- [REQUIRED ACTION]: Below are the records. Transcribe them exactly.

(Data entries)
==*==
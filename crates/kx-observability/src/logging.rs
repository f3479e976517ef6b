//! Logging infrastructure for Klaxon.
//!
//! This module provides structured logging using the tracing ecosystem.

use tracing::Level;
use tracing_subscriber::{
    fmt::{self, format::FmtSpan},
    layer::SubscriberExt,
    util::SubscriberInitExt,
    EnvFilter,
};

/// Logging configuration.
#[derive(Debug, Clone)]
pub struct LoggingConfig {
    /// Log level.
    pub level: Level,
    /// Whether to use JSON format.
    pub json_format: bool,
    /// Whether to include span events.
    pub include_spans: bool,
    /// Whether to include file/line info.
    pub include_location: bool,
    /// Whether to include thread IDs.
    pub include_thread_ids: bool,
    /// Whether to include target (module path).
    pub include_target: bool,
}

impl Default for LoggingConfig {
    fn default() -> Self {
        Self {
            level: Level::INFO,
            json_format: false,
            include_spans: true,
            include_location: true,
            include_thread_ids: false,
            include_target: true,
        }
    }
}

impl LoggingConfig {
    /// Creates a development configuration with more verbose output.
    pub fn development() -> Self {
        Self {
            level: Level::DEBUG,
            json_format: false,
            include_spans: true,
            include_location: true,
            include_thread_ids: true,
            include_target: true,
        }
    }

    /// Creates a production configuration with JSON output.
    pub fn production() -> Self {
        Self {
            level: Level::INFO,
            json_format: true,
            include_spans: false,
            include_location: false,
            include_thread_ids: false,
            include_target: true,
        }
    }
}

/// Initializes the logging system with default configuration.
pub fn init_logging() {
    init_logging_with_config(LoggingConfig::default());
}

/// Initializes the logging system with the given configuration.
pub fn init_logging_with_config(config: LoggingConfig) {
    let env_filter = EnvFilter::try_from_default_env().unwrap_or_else(|_| {
        EnvFilter::new(format!(
            "kx_core={},kx_observability={},kx_api={},kx_cli={}",
            config.level, config.level, config.level, config.level
        ))
    });

    let span_events = if config.include_spans {
        FmtSpan::NEW | FmtSpan::CLOSE
    } else {
        FmtSpan::NONE
    };

    if config.json_format {
        let fmt_layer = fmt::layer()
            .json()
            .with_span_events(span_events)
            .with_file(config.include_location)
            .with_line_number(config.include_location)
            .with_thread_ids(config.include_thread_ids)
            .with_target(config.include_target);

        tracing_subscriber::registry()
            .with(env_filter)
            .with(fmt_layer)
            .init();
    } else {
        let fmt_layer = fmt::layer()
            .with_span_events(span_events)
            .with_file(config.include_location)
            .with_line_number(config.include_location)
            .with_thread_ids(config.include_thread_ids)
            .with_target(config.include_target);

        tracing_subscriber::registry()
            .with(env_filter)
            .with(fmt_layer)
            .init();
    }
}

/// Creates a span for incident handling.
#[macro_export]
macro_rules! incident_span {
    ($incident_id:expr) => {
        tracing::info_span!("incident", incident_id = %$incident_id)
    };
    ($incident_id:expr, $($field:tt)*) => {
        tracing::info_span!("incident", incident_id = %$incident_id, $($field)*)
    };
}

/// Creates a span for alert handling.
#[macro_export]
macro_rules! alert_span {
    ($alert_id:expr) => {
        tracing::info_span!("alert", alert_id = %$alert_id)
    };
    ($alert_id:expr, $($field:tt)*) => {
        tracing::info_span!("alert", alert_id = %$alert_id, $($field)*)
    };
}
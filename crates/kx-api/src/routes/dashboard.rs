//! Dashboard read endpoints.

use axum::{
    extract::{Path, Query, State},
    routing::get,
    Json, Router,
};
use chrono::Utc;
use validator::Validate;

use crate::dto::{
    status_label, AlertResponse, DashboardMetricsResponse, DashboardSummaryResponse, LimitQuery,
    ServiceStatusResponse,
};
use crate::error::ApiError;
use crate::state::AppState;

/// Creates dashboard routes.
pub fn routes() -> Router<AppState> {
    Router::new()
        .route("/metrics", get(dashboard_metrics))
        .route("/summary", get(dashboard_summary))
        .route("/status", get(service_status))
        .route("/alerts/recent", get(recent_alerts))
        .route("/alerts/service/:service", get(alerts_for_service))
}

/// Full dashboard snapshot.
#[utoipa::path(
    get,
    path = "/api/dashboard/metrics",
    responses(
        (status = 200, description = "Dashboard metrics", body = DashboardMetricsResponse)
    ),
    tag = "Dashboard"
)]
async fn dashboard_metrics(
    State(state): State<AppState>,
) -> Json<DashboardMetricsResponse> {
    let snapshot = state.dashboard.snapshot().await;
    Json(snapshot.into())
}

/// Compact summary for landing pages.
#[utoipa::path(
    get,
    path = "/api/dashboard/summary",
    responses(
        (status = 200, description = "Dashboard summary", body = DashboardSummaryResponse)
    ),
    tag = "Dashboard"
)]
async fn dashboard_summary(
    State(state): State<AppState>,
) -> Json<DashboardSummaryResponse> {
    let summary = state.dashboard.summary().await;
    Json(summary.into())
}

/// Per-service health statuses.
#[utoipa::path(
    get,
    path = "/api/dashboard/status",
    responses(
        (status = 200, description = "Service statuses", body = ServiceStatusResponse)
    ),
    tag = "Dashboard"
)]
async fn service_status(State(state): State<AppState>) -> Json<ServiceStatusResponse> {
    let statuses = state.dashboard.service_statuses().await;
    Json(ServiceStatusResponse {
        services: statuses
            .into_iter()
            .map(|(service, status)| (service, status_label(status)))
            .collect(),
        generated_at: Utc::now(),
    })
}

/// Most recent alerts across all services.
#[utoipa::path(
    get,
    path = "/api/dashboard/alerts/recent",
    params(
        ("limit" = Option<usize>, Query, description = "Maximum number of alerts (default 10)")
    ),
    responses(
        (status = 200, description = "Recent alerts", body = Vec<AlertResponse>),
        (status = 422, description = "Invalid query parameters")
    ),
    tag = "Dashboard"
)]
async fn recent_alerts(
    State(state): State<AppState>,
    Query(query): Query<LimitQuery>,
) -> Result<Json<Vec<AlertResponse>>, ApiError> {
    query.validate()?;

    let alerts = state.dashboard.recent(query.limit.unwrap_or(10)).await;
    let data: Vec<AlertResponse> = alerts.into_iter().map(Into::into).collect();

    Ok(Json(data))
}

/// Recent alerts for one service.
#[utoipa::path(
    get,
    path = "/api/dashboard/alerts/service/{service}",
    params(
        ("service" = String, Path, description = "Service name"),
        ("limit" = Option<usize>, Query, description = "Maximum number of alerts (default 10)")
    ),
    responses(
        (status = 200, description = "Alerts for the service", body = Vec<AlertResponse>),
        (status = 422, description = "Invalid query parameters")
    ),
    tag = "Dashboard"
)]
async fn alerts_for_service(
    State(state): State<AppState>,
    Path(service): Path<String>,
    Query(query): Query<LimitQuery>,
) -> Result<Json<Vec<AlertResponse>>, ApiError> {
    query.validate()?;

    let alerts = state
        .dashboard
        .alerts_for_service(&service, query.limit.unwrap_or(10))
        .await;
    let data: Vec<AlertResponse> = alerts.into_iter().map(Into::into).collect();

    Ok(Json(data))
}
//! CLI command implementations.

pub mod serve;

pub use serve::{run_server, ServeConfig};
==*==
- [WRITTEN RESPONSE]:
filename crates/kx-observability/src/logging.rs
repository f3479e976517ef6b
//! Logging infrastructure for Klaxon.
//!
//! This module provides structured logging using the tracing ecosystem.

use tracing::Level;
use tracing_subscriber::{
    fmt::{self, format::FmtSpan},
    layer::SubscriberExt,
    util::SubscriberInitExt,
    EnvFilter,
};

/// Logging configuration.
#[derive(Debug, Clone)]
pub struct LoggingConfig {
    /// Log level.
    pub level: Level,
    /// Whether to use JSON format.
    pub json_format: bool,
    /// Whether to include span events.
    pub include_spans: bool,
    /// Whether to include file/line info.
    pub include_location: bool,
    /// Whether to include thread IDs.
    pub include_thread_ids: bool,
    /// Whether to include target (module path).
    pub include_target: bool,
}

impl Default for LoggingConfig {
    fn default() -> Self {
        Self {
            level: Level::INFO,
            json_format: false,
            include_spans: true,
            include_location: true,
            include_thread_ids: false,
            include_target: true,
        }
    }
}

impl LoggingConfig {
    /// Creates a development configuration with more verbose output.
    pub fn development() -> Self {
        Self {
            level: Level::DEBUG,
            json_format: false,
            include_spans: true,
            include_location: true,
            include_thread_ids: true,
            include_target: true,
        }
    }

    /// Creates a production configuration with JSON output.
    pub fn production() -> Self {
        Self {
            level: Level::INFO,
            json_format: true,
            include_spans: false,
            include_location: false,
            include_thread_ids: false,
            include_target: true,
        }
    }
}

/// Initializes the logging system with default configuration.
pub fn init_logging() {
    init_logging_with_config(LoggingConfig::default());
}

/// Initializes the logging system with the given configuration.
pub fn init_logging_with_config(config: LoggingConfig) {
    let env_filter = EnvFilter::try_from_default_env().unwrap_or_else(|_| {
        EnvFilter::new(format!(
            "kx_core={},kx_observability={},kx_api={},kx_cli={}",
            config.level, config.level, config.level, config.level
        ))
    });

    let span_events = if config.include_spans {
        FmtSpan::NEW | FmtSpan::CLOSE
    } else {
        FmtSpan::NONE
    };

    if config.json_format {
        let fmt_layer = fmt::layer()
            .json()
            .with_span_events(span_events)
            .with_file(config.include_location)
            .with_line_number(config.include_location)
            .with_thread_ids(config.include_thread_ids)
            .with_target(config.include_target);

        tracing_subscriber::registry()
            .with(env_filter)
            .with(fmt_layer)
            .init();
    } else {
        let fmt_layer = fmt::layer()
            .with_span_events(span_events)
            .with_file(config.include_location)
            .with_line_number(config.include_location)
            .with_thread_ids(config.include_thread_ids)
            .with_target(config.include_target);

        tracing_subscriber::registry()
            .with(env_filter)
            .with(fmt_layer)
            .init();
    }
}

/// Creates a span for incident handling.
#[macro_export]
macro_rules! incident_span {
    ($incident_id:expr) => {
        tracing::info_span!("incident", incident_id = %$incident_id)
    };
    ($incident_id:expr, $($field:tt)*) => {
        tracing::info_span!("incident", incident_id = %$incident_id, $($field)*)
    };
}

/// Creates a span for alert handling.
#[macro_export]
macro_rules! alert_span {
    ($alert_id:expr) => {
        tracing::info_span!("alert", alert_id = %$alert_id)
    };
    ($alert_id:expr, $($field:tt)*) => {
        tracing::info_span!("alert", alert_id = %$alert_id, $($field)*)
    };
}
filename crates/kx-api/src/routes/dashboard.rs
//! Dashboard read endpoints.

use axum::{
    extract::{Path, Query, State},
    routing::get,
    Json, Router,
};
use chrono::Utc;
use validator::Validate;

use crate::dto::{
    status_label, AlertResponse, DashboardMetricsResponse, DashboardSummaryResponse, LimitQuery,
    ServiceStatusResponse,
};
use crate::error::ApiError;
use crate::state::AppState;

/// Creates dashboard routes.
pub fn routes() -> Router<AppState> {
    Router::new()
        .route("/metrics", get(dashboard_metrics))
        .route("/summary", get(dashboard_summary))
        .route("/status", get(service_status))
        .route("/alerts/recent", get(recent_alerts))
        .route("/alerts/service/:service", get(alerts_for_service))
}

/// Full dashboard snapshot.
#[utoipa::path(
    get,
    path = "/api/dashboard/metrics",
    responses(
        (status = 200, description = "Dashboard metrics", body = DashboardMetricsResponse)
    ),
    tag = "Dashboard"
)]
async fn dashboard_metrics(
    State(state): State<AppState>,
) -> Json<DashboardMetricsResponse> {
    let snapshot = state.dashboard.snapshot().await;
    Json(snapshot.into())
}

/// Compact summary for landing pages.
#[utoipa::path(
    get,
    path = "/api/dashboard/summary",
    responses(
        (status = 200, description = "Dashboard summary", body = DashboardSummaryResponse)
    ),
    tag = "Dashboard"
)]
async fn dashboard_summary(
    State(state): State<AppState>,
) -> Json<DashboardSummaryResponse> {
    let summary = state.dashboard.summary().await;
    Json(summary.into())
}

/// Per-service health statuses.
#[utoipa::path(
    get,
    path = "/api/dashboard/status",
    responses(
        (status = 200, description = "Service statuses", body = ServiceStatusResponse)
    ),
    tag = "Dashboard"
)]
async fn service_status(State(state): State<AppState>) -> Json<ServiceStatusResponse> {
    let statuses = state.dashboard.service_statuses().await;
    Json(ServiceStatusResponse {
        services: statuses
            .into_iter()
            .map(|(service, status)| (service, status_label(status)))
            .collect(),
        generated_at: Utc::now(),
    })
}

/// Most recent alerts across all services.
#[utoipa::path(
    get,
    path = "/api/dashboard/alerts/recent",
    params(
        ("limit" = Option<usize>, Query, description = "Maximum number of alerts (default 10)")
    ),
    responses(
        (status = 200, description = "Recent alerts", body = Vec<AlertResponse>),
        (status = 422, description = "Invalid query parameters")
    ),
    tag = "Dashboard"
)]
async fn recent_alerts(
    State(state): State<AppState>,
    Query(query): Query<LimitQuery>,
) -> Result<Json<Vec<AlertResponse>>, ApiError> {
    query.validate()?;

    let alerts = state.dashboard.recent(query.limit.unwrap_or(10)).await;
    let data: Vec<AlertResponse> = alerts.into_iter().map(Into::into).collect();

    Ok(Json(data))
}

/// Recent alerts for one service.
#[utoipa::path(
    get,
    path = "/api/dashboard/alerts/service/{service}",
    params(
        ("service" = String, Path, description = "Service name"),
        ("limit" = Option<usize>, Query, description = "Maximum number of alerts (default 10)")
    ),
    responses(
        (status = 200, description = "Alerts for the service", body = Vec<AlertResponse>),
        (status = 422, description = "Invalid query parameters")
    ),
    tag = "Dashboard"
)]
async fn alerts_for_service(
    State(state): State<AppState>,
    Path(service): Path<String>,
    Query(query): Query<LimitQuery>,
) -> Result<Json<Vec<AlertResponse>>, ApiError> {
    query.validate()?;

    let alerts = state
        .dashboard
        .alerts_for_service(&service, query.limit.unwrap_or(10))
        .await;
    let data: Vec<AlertResponse> = alerts.into_iter().map(Into::into).collect();

    Ok(Json(data))
}
//! CLI command implementations.

pub mod serve;

pub use serve::{run_server, ServeConfig};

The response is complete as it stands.